ArenaLTE.com – Carousell, startup penyedia layanan marketplace asal Singapura yang memulai debut dari aplikasi smartphone terus mengepakkan sayap. Kini mereka menunjuk Chai Jia Jih sebagai Carousell Vice President of International untuk mengembangkan ekspansi mereka di empat negara (Singapura, Indonesia, Malaysia, dan Taiwan). Di Indonesia, mereka pun siap berkembang lebih jauh.

Sebagai kilas balik saja, setelah layanannya berkembang cepat dalam bentuk aplikasi hingga menjangkau empat negara (Singapura, Indonesia, Malaysia, dan Taiwan) mereka kini ekspansi memperkenalkan web platform. Versi web Carousell.com telah dikembangkan menjadi full-featured platform yang membiarkan pengguna untuk membeli dan menjual seperti biasanya saat memakai aplikasi mobile.

Jpeg
Chai Jia Jih sebagai Carousell Vice President of International

Sama dengan aplikasi mobile, web platformnya juga memberikan kesempatan penjual untuk mendaftarkan dan menjual produknya dengan mudah melalui antar muka yang user-friendly. Tampilan web dirancang meniru aplikasinya dengan desain minimalis dan bersih.

Carousell diklaim sangat memperhatikan perubahan teknologi dan selalu berusaha untuk memadukan infrastruktur yang stabil dan fleksibel untuk melayani kebutuhan pengguna. Inilah mengapa web platform-nya dibuat berdasarkan teknologi web terbaru dari Facebook yaitu ReactJS.
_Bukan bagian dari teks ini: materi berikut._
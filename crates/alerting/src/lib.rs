//! Alerting System
//!
//! Provides alert records, the notification sink contract, and fan-out of
//! triggered alerts to subscribed sinks.

mod alert;
mod dispatcher;
mod notification;

pub use alert::{Alert, AlertDetails, AlertLevel};
pub use dispatcher::AlertDispatcher;
pub use notification::{Notification, NotificationSink, Operator, Subscriber};

use thiserror::Error;

/// Alert delivery errors
#[derive(Debug, Clone, Error, PartialEq, Eq)]
pub enum AlertError {
    /// Payload without string content, or rejected by a sink
    #[error("Invalid notification payload: {0}")]
    InvalidPayload(String),
}
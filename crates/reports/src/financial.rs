//! Financial projection

use crate::{ReportConfig, ReportGenerator};
use fleet_registry::DeviceRegistry;

/// Revenue and cost estimate computed from the fleet at construction time
#[derive(Debug, Clone, PartialEq)]
pub struct FinancialReport {
    total_hashrate: f64,
    electricity_cost: f64,
    revenue: f64,
}

impl FinancialReport {
    /// Snapshot financial figures from the registry
    pub fn new(registry: &DeviceRegistry, config: &ReportConfig) -> Self {
        let devices = registry.all();
        let total_hashrate: f64 = devices.iter().map(|d| d.hash_rate()).sum();
        let electricity_cost = devices.len() as f64 * config.cost_per_machine;
        let revenue = total_hashrate * config.revenue_per_th - electricity_cost;

        Self {
            total_hashrate,
            electricity_cost,
            revenue,
        }
    }

    /// Sum of hashrates in TH/s
    pub fn total_hashrate(&self) -> f64 {
        self.total_hashrate
    }

    /// Electricity cost for the fleet
    pub fn electricity_cost(&self) -> f64 {
        self.electricity_cost
    }

    /// Projected revenue
    pub fn revenue(&self) -> f64 {
        self.revenue
    }
}

impl ReportGenerator for FinancialReport {
    fn generate(&self) -> String {
        format!(
            "Financial Report:\n- Total revenue: ${:.2}\n- Total hashrate: {} TH/s\n- Electricity cost: ${:.2}",
            self.revenue, self.total_hashrate, self.electricity_cost
        )
    }
}

#[cfg(test)]
mod tests {
    use super::*;
    use fleet_registry::{DeviceStatus, MiningDevice};

    fn registry() -> DeviceRegistry {
        let registry = DeviceRegistry::new();
        registry
            .register(MiningDevice::new("192.168.1.101", "Antminer S19", 85.0, 70.0, DeviceStatus::Active))
            .unwrap();
        registry
            .register(MiningDevice::new("192.168.1.102", "Whatsminer M30S", 90.0, 75.0, DeviceStatus::Active))
            .unwrap();
        registry
    }

    #[test]
    fn test_financial_metrics() {
        let report = FinancialReport::new(&registry(), &ReportConfig::default());
        assert_eq!(report.total_hashrate(), 175.0);
        assert!((report.electricity_cost() - 0.2).abs() < 1e-9);
        assert!((report.revenue() - 8.55).abs() < 1e-9);
    }

    #[test]
    fn test_financial_output() {
        let text = FinancialReport::new(&registry(), &ReportConfig::default()).generate();
        assert!(text.starts_with("Financial Report:"));
        assert!(text.contains("Total revenue: $8.55"));
        assert!(text.contains("Total hashrate: 175 TH/s"));
        assert!(text.contains("Electricity cost: $0.20"));
    }

    #[test]
    fn test_empty_fleet() {
        let report = FinancialReport::new(&DeviceRegistry::new(), &ReportConfig::default());
        assert_eq!(report.total_hashrate(), 0.0);
        assert!(report.generate().contains("Total revenue: $0.00"));
    }
}
//! Device Registry Implementation

use crate::device::{DeviceStatus, MiningDevice};
use crate::RegistryError;
use std::sync::{Arc, Mutex, MutexGuard, PoisonError};
use tracing::{debug, info, warn};

/// Firmware version a fresh registry reports
pub const DEFAULT_FIRMWARE_VERSION: &str = "v1.0.0";

/// In-memory registry of monitored devices
///
/// Constructed once per process and passed to whatever needs the fleet view.
pub struct DeviceRegistry {
    /// Registered devices, in insertion order
    devices: Mutex<Vec<Arc<MiningDevice>>>,
    /// Fleet-wide firmware version
    firmware_version: Mutex<String>,
}

impl DeviceRegistry {
    /// Create an empty registry
    pub fn new() -> Self {
        info!("Creating device registry");
        Self {
            devices: Mutex::new(Vec::new()),
            firmware_version: Mutex::new(DEFAULT_FIRMWARE_VERSION.to_string()),
        }
    }

    fn devices(&self) -> MutexGuard<'_, Vec<Arc<MiningDevice>>> {
        self.devices.lock().unwrap_or_else(PoisonError::into_inner)
    }

    /// Add a device to monitoring
    ///
    /// A device whose address is already present is rejected and the registry
    /// is left unchanged.
    pub fn register(&self, device: impl Into<Arc<MiningDevice>>) -> Result<(), RegistryError> {
        let device = device.into();
        let mut devices = self.devices();

        if devices.iter().any(|d| d.address() == device.address()) {
            warn!("Machine with address {} is already in the system", device.address());
            return Err(RegistryError::DuplicateAddress(device.address().to_string()));
        }

        debug!("Registered machine {} ({})", device.address(), device.model());
        devices.push(device);
        Ok(())
    }

    /// Handles to every registered device
    pub fn all(&self) -> Vec<Arc<MiningDevice>> {
        self.devices().clone()
    }

    /// Look up a device by address
    pub fn find(&self, address: &str) -> Option<Arc<MiningDevice>> {
        self.devices().iter().find(|d| d.address() == address).cloned()
    }

    /// Number of registered devices
    pub fn len(&self) -> usize {
        self.devices().len()
    }

    /// Whether no devices are registered
    pub fn is_empty(&self) -> bool {
        self.devices().is_empty()
    }

    /// Devices whose temperature is strictly above `threshold_c`
    pub fn overheated(&self, threshold_c: f64) -> Vec<Arc<MiningDevice>> {
        self.devices()
            .iter()
            .filter(|d| d.temperature() > threshold_c)
            .cloned()
            .collect()
    }

    /// Devices currently in `Failed` status
    pub fn failed(&self) -> Vec<Arc<MiningDevice>> {
        self.devices()
            .iter()
            .filter(|d| d.status() == DeviceStatus::Failed)
            .cloned()
            .collect()
    }

    /// Remove every device
    pub fn reset(&self) {
        let mut devices = self.devices();
        info!("Clearing {} machines from registry", devices.len());
        devices.clear();
    }

    /// Current fleet firmware version
    pub fn firmware_version(&self) -> String {
        self.firmware_version
            .lock()
            .unwrap_or_else(PoisonError::into_inner)
            .clone()
    }

    /// Record a fleet firmware update
    ///
    /// Returns `Ok(false)` when the fleet is already on `version`.
    pub fn update_firmware(&self, version: &str) -> Result<bool, RegistryError> {
        let version = version.trim();
        if version.is_empty() {
            warn!("Invalid firmware version provided");
            return Err(RegistryError::InvalidFirmwareVersion(version.to_string()));
        }

        let mut current = self.firmware_version.lock().unwrap_or_else(PoisonError::into_inner);
        if *current == version {
            info!("Firmware is already up-to-date (version: {})", version);
            return Ok(false);
        }

        info!("Updating firmware from {} to {}", current, version);
        *current = version.to_string();
        Ok(true)
    }
}

impl Default for DeviceRegistry {
    fn default() -> Self {
        Self::new()
    }
}
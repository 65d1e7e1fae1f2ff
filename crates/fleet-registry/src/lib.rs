//! Fleet Registry
//!
//! Holds the canonical set of monitored mining devices, keyed by address,
//! together with the per-device telemetry state they carry.

mod device;
mod registry;

pub use device::{DeviceSnapshot, DeviceStatus, MiningDevice, RestartPolicy, TemperatureTransition};
pub use registry::{DeviceRegistry, DEFAULT_FIRMWARE_VERSION};

use thiserror::Error;

/// Registry errors
#[derive(Debug, Error, PartialEq, Eq)]
pub enum RegistryError {
    /// A device with the same address is already registered
    #[error("Machine with address {0} is already in the system")]
    DuplicateAddress(String),

    /// Firmware version string was empty or blank
    #[error("Invalid firmware version: {0:?}")]
    InvalidFirmwareVersion(String),
}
Menurut Chai Jia Jih yang ditemui ArenaLTE dalam kesempatan wawancara eksklusif di Jakarta baru-baru ini mengungkapkan, Carousell bukan hanya sebuah aplikasi, melainkan sebuah komunitas. “Melalui aksi sederhana transaksi di marketplace, ratusan ribu koneksi orang dibentuk setiap harinya. Orang-orang yang sebelumnya tidak pernah bertemu, sekarang menjadi teman, mitra bisnis dan masih banyak lagi,” ujarnya.

Untuk Indonesia, Chai mengungkapkan bahwa pihaknya saat ini masih berfokus di kawasan Jakarta dan sekitarnya. Carousell sendiri baru launching di Indonesia pada 2014 lalu dan cukup optimistis masuk pasar Indonesia karena memiliki  potensi populasi yang besar.

Carousell saat ini berfokus pada pendekatan customer to customer (C2C). Dengan kategori yang didominasi oleh penjualan produk fashion dan produk secondhand alias barang bekas. Target market yang dibidik oleh layanan ini sebagian besar berada di kelas A dan B. Jadi barang yang dijual adalah produk bermutu dan berkelas meski bekas.

Sudah ada sekitar 26 juta produk listing yang terpampang dalam Carousell, dan sebanyak 8 juta item produk tersebut sudah ditransaksikan seller. Pihak perusahaan juga mengklaim bahwa ada sekira 50 produk baru yang masuk dalam list setiap menitnya, serta beragam promosi terbaru.